> Source material
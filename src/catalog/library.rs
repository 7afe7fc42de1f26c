//! Selectable libraries and their dependency coordinates

use super::category::LibraryCategory;
use serde::{Deserialize, Serialize};
use std::collections::HashMap;

/// A single dependency coordinate contributed by a library.
#[derive(Debug, Clone, PartialEq, Eq, Default, Serialize, Deserialize)]
#[serde(rename_all = "camelCase")]
pub struct Artifact {
    pub group_id: String,
    pub artifact_id: String,
    /// Overrides any looked up version.
    #[serde(default, skip_serializing_if = "Option::is_none")]
    pub pin_version: Option<String>,
    /// Used when the version map has no entry for this coordinate.
    #[serde(default)]
    pub fallback_version: String,
}

impl Artifact {
    pub fn new(group_id: impl Into<String>, artifact_id: impl Into<String>) -> Self {
        Self { group_id: group_id.into(), artifact_id: artifact_id.into(), ..Default::default() }
    }

    pub fn with_pin_version(mut self, version: impl Into<String>) -> Self {
        self.pin_version = Some(version.into());
        self
    }

    pub fn with_fallback_version(mut self, version: impl Into<String>) -> Self {
        self.fallback_version = version.into();
        self
    }

    /// `group:artifact`, the key used by the version map.
    pub fn coordinate(&self) -> String {
        format!("{}:{}", self.group_id, self.artifact_id)
    }

    /// Picks the pinned version, else the version map entry, else the fallback.
    pub fn resolve_version<'a>(&'a self, versions: &'a HashMap<String, String>) -> &'a str {
        if let Some(pinned) = &self.pin_version {
            return pinned;
        }
        versions.get(&self.coordinate()).map(String::as_str).unwrap_or(self.fallback_version.as_str())
    }
}

/// An optional module the user may add to the generated project.
#[derive(Debug, Clone, PartialEq, Eq, Serialize, Deserialize)]
#[serde(rename_all = "camelCase")]
pub struct Library {
    pub key: String,
    pub display_name: String,
    pub category: LibraryCategory,
    #[serde(default)]
    pub description_text: String,
    #[serde(default)]
    pub default_selected: bool,
    /// Part of the core versioned platform: declarations omit an explicit
    /// version and defer to the pinned platform version.
    #[serde(default)]
    pub uses_jme_version: bool,
    #[serde(default)]
    pub artifacts: Vec<Artifact>,
    #[serde(default)]
    pub specialised_to_platforms: Vec<String>,
    #[serde(default)]
    pub required_platforms: Vec<String>,
    #[serde(default)]
    pub additional_maven_repos: Vec<String>,
}

impl Library {
    pub fn new(
        key: impl Into<String>,
        display_name: impl Into<String>,
        category: LibraryCategory,
    ) -> Self {
        Self {
            key: key.into(),
            display_name: display_name.into(),
            category,
            description_text: String::new(),
            default_selected: false,
            uses_jme_version: false,
            artifacts: Vec::new(),
            specialised_to_platforms: Vec::new(),
            required_platforms: Vec::new(),
            additional_maven_repos: Vec::new(),
        }
    }

    pub fn with_artifacts(mut self, artifacts: Vec<Artifact>) -> Self {
        self.artifacts = artifacts;
        self
    }

    pub fn with_platforms(mut self, platforms: &[&str]) -> Self {
        self.specialised_to_platforms = platforms.iter().map(|p| p.to_string()).collect();
        self
    }

    pub fn with_repositories(mut self, repositories: &[&str]) -> Self {
        self.additional_maven_repos = repositories.iter().map(|r| r.to_string()).collect();
        self
    }

    pub fn using_jme_version(mut self) -> Self {
        self.uses_jme_version = true;
        self
    }

    pub fn selected_by_default(mut self) -> Self {
        self.default_selected = true;
        self
    }

    /// Whether this library's declarations only apply to `platform`.
    pub fn is_specialised_to(&self, platform: &str) -> bool {
        self.specialised_to_platforms.iter().any(|p| p == platform)
    }

    pub fn is_specialised(&self) -> bool {
        !self.specialised_to_platforms.is_empty()
    }

    pub fn is_platform(&self) -> bool {
        self.category == LibraryCategory::JmePlatform
    }

    /// Folds required platforms into the specialisation tags.
    ///
    /// Catalog feeds declare platform restrictions as `requiredPlatforms`;
    /// for dependency placement both lists mean the same thing.
    pub(crate) fn merge_required_platforms(&mut self) {
        for platform in &self.required_platforms {
            if !self.specialised_to_platforms.contains(platform) {
                self.specialised_to_platforms.push(platform.clone());
            }
        }
    }
}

> Problem statement
Extract the data exactly as given.

> Exercise response
filename src/catalog/library.rs
repository 7afe7fc42de1f26c
//! Selectable libraries and their dependency coordinates

use super::category::LibraryCategory;
use serde::{Deserialize, Serialize};
use std::collections::HashMap;

/// A single dependency coordinate contributed by a library.
#[derive(Debug, Clone, PartialEq, Eq, Default, Serialize, Deserialize)]
#[serde(rename_all = "camelCase")]
pub struct Artifact {
    pub group_id: String,
    pub artifact_id: String,
    /// Overrides any looked up version.
    #[serde(default, skip_serializing_if = "Option::is_none")]
    pub pin_version: Option<String>,
    /// Used when the version map has no entry for this coordinate.
    #[serde(default)]
    pub fallback_version: String,
}

impl Artifact {
    pub fn new(group_id: impl Into<String>, artifact_id: impl Into<String>) -> Self {
        Self { group_id: group_id.into(), artifact_id: artifact_id.into(), ..Default::default() }
    }

    pub fn with_pin_version(mut self, version: impl Into<String>) -> Self {
        self.pin_version = Some(version.into());
        self
    }

    pub fn with_fallback_version(mut self, version: impl Into<String>) -> Self {
        self.fallback_version = version.into();
        self
    }

    /// `group:artifact`, the key used by the version map.
    pub fn coordinate(&self) -> String {
        format!("{}:{}", self.group_id, self.artifact_id)
    }

    /// Picks the pinned version, else the version map entry, else the fallback.
    pub fn resolve_version<'a>(&'a self, versions: &'a HashMap<String, String>) -> &'a str {
        if let Some(pinned) = &self.pin_version {
            return pinned;
        }
        versions.get(&self.coordinate()).map(String::as_str).unwrap_or(self.fallback_version.as_str())
    }
}

/// An optional module the user may add to the generated project.
#[derive(Debug, Clone, PartialEq, Eq, Serialize, Deserialize)]
#[serde(rename_all = "camelCase")]
pub struct Library {
    pub key: String,
    pub display_name: String,
    pub category: LibraryCategory,
    #[serde(default)]
    pub description_text: String,
    #[serde(default)]
    pub default_selected: bool,
    /// Part of the core versioned platform: declarations omit an explicit
    /// version and defer to the pinned platform version.
    #[serde(default)]
    pub uses_jme_version: bool,
    #[serde(default)]
    pub artifacts: Vec<Artifact>,
    #[serde(default)]
    pub specialised_to_platforms: Vec<String>,
    #[serde(default)]
    pub required_platforms: Vec<String>,
    #[serde(default)]
    pub additional_maven_repos: Vec<String>,
}

impl Library {
    pub fn new(
        key: impl Into<String>,
        display_name: impl Into<String>,
        category: LibraryCategory,
    ) -> Self {
        Self {
            key: key.into(),
            display_name: display_name.into(),
            category,
            description_text: String::new(),
            default_selected: false,
            uses_jme_version: false,
            artifacts: Vec::new(),
            specialised_to_platforms: Vec::new(),
            required_platforms: Vec::new(),
            additional_maven_repos: Vec::new(),
        }
    }

    pub fn with_artifacts(mut self, artifacts: Vec<Artifact>) -> Self {
        self.artifacts = artifacts;
        self
    }

    pub fn with_platforms(mut self, platforms: &[&str]) -> Self {
        self.specialised_to_platforms = platforms.iter().map(|p| p.to_string()).collect();
        self
    }

    pub fn with_repositories(mut self, repositories: &[&str]) -> Self {
        self.additional_maven_repos = repositories.iter().map(|r| r.to_string()).collect();
        self
    }

    pub fn using_jme_version(mut self) -> Self {
        self.uses_jme_version = true;
        self
    }

    pub fn selected_by_default(mut self) -> Self {
        self.default_selected = true;
        self
    }

    /// Whether this library's declarations only apply to `platform`.
    pub fn is_specialised_to(&self, platform: &str) -> bool {
        self.specialised_to_platforms.iter().any(|p| p == platform)
    }

    pub fn is_specialised(&self) -> bool {
        !self.specialised_to_platforms.is_empty()
    }

    pub fn is_platform(&self) -> bool {
        self.category == LibraryCategory::JmePlatform
    }

    /// Folds required platforms into the specialisation tags.
    ///
    /// Catalog feeds declare platform restrictions as `requiredPlatforms`;
    /// for dependency placement both lists mean the same thing.
    pub(crate) fn merge_required_platforms(&mut self) {
        for platform in &self.required_platforms {
            if !self.specialised_to_platforms.contains(platform) {
                self.specialised_to_platforms.push(platform.clone());
            }
        }
    }
}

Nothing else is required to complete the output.